▼▼▼

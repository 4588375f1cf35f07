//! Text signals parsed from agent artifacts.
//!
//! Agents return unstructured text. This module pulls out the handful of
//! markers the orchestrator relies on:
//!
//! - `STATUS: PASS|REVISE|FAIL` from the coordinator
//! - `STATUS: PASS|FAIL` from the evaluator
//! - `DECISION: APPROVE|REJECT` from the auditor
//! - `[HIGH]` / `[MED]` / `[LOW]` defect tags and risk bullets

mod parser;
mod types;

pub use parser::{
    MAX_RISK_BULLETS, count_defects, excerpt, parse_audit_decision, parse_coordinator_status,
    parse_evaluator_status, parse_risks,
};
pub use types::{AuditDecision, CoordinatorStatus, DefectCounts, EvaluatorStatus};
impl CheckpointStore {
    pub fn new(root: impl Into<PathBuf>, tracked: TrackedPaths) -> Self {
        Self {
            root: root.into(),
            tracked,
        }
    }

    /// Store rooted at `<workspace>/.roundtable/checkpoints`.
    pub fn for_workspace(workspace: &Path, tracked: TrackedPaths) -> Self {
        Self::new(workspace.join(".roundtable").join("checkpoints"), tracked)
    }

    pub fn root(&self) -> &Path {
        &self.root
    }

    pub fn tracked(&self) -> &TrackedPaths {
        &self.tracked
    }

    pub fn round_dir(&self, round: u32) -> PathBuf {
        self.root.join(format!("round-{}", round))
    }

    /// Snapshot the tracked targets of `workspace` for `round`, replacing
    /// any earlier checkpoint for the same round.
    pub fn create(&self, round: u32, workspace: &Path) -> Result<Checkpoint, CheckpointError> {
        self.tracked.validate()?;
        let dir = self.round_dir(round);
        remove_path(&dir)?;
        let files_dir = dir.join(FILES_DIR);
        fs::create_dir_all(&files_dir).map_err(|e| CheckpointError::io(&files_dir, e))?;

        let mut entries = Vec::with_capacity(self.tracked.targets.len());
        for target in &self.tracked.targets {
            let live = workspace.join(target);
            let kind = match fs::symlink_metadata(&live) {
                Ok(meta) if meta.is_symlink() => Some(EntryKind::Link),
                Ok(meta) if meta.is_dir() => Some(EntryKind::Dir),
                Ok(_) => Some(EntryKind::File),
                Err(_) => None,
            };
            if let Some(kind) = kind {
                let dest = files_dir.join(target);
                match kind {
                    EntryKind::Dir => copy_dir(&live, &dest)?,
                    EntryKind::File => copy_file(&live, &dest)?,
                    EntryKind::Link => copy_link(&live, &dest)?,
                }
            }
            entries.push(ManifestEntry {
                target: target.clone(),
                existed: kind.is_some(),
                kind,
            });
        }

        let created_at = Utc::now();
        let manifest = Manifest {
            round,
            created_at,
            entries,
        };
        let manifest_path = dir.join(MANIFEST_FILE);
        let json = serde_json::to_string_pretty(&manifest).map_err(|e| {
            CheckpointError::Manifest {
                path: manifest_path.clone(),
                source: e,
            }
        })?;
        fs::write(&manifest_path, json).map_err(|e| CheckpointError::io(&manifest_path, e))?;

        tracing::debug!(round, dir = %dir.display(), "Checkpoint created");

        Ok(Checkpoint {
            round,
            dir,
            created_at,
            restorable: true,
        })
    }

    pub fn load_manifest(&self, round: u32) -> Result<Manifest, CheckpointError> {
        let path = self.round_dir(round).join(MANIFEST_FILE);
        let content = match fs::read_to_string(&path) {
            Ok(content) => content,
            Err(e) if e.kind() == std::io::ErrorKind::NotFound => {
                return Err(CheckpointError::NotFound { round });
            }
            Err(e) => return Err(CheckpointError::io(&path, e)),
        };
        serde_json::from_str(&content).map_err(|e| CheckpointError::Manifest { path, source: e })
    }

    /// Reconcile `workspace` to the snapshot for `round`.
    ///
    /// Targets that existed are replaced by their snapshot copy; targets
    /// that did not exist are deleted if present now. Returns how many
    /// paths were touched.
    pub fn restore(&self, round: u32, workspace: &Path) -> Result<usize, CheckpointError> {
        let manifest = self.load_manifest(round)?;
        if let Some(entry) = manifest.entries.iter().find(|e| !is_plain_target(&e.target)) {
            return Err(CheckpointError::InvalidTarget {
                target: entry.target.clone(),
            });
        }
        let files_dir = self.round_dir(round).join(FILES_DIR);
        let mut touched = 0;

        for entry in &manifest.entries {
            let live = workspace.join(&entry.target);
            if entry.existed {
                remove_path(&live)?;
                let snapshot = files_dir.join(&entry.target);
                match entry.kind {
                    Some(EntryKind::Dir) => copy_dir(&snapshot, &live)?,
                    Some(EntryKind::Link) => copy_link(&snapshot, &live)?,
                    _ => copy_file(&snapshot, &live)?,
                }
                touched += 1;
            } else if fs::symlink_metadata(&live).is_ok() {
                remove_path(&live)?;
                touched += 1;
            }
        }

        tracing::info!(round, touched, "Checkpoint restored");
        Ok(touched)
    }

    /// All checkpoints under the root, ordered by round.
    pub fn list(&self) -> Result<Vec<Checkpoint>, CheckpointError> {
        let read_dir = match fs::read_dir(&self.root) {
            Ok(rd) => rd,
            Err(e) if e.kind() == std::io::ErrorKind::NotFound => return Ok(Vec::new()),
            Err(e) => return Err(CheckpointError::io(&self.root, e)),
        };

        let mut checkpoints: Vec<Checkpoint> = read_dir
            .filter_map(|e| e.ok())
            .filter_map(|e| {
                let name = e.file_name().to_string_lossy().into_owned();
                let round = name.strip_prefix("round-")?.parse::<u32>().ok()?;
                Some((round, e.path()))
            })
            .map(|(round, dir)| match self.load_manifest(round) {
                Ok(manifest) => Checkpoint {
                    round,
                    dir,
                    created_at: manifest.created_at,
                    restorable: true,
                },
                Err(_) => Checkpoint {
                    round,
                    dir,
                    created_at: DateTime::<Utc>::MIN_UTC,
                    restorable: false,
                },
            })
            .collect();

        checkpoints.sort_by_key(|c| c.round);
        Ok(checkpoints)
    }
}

▲▲▲

> WORK ITEM
Show, from the listing above, each line that contains the word "roundtable".

> YOUR RESPONSE
    /// Store rooted at `<workspace>/.roundtable/checkpoints`.
        Self::new(workspace.join(".roundtable").join("checkpoints"), tracked)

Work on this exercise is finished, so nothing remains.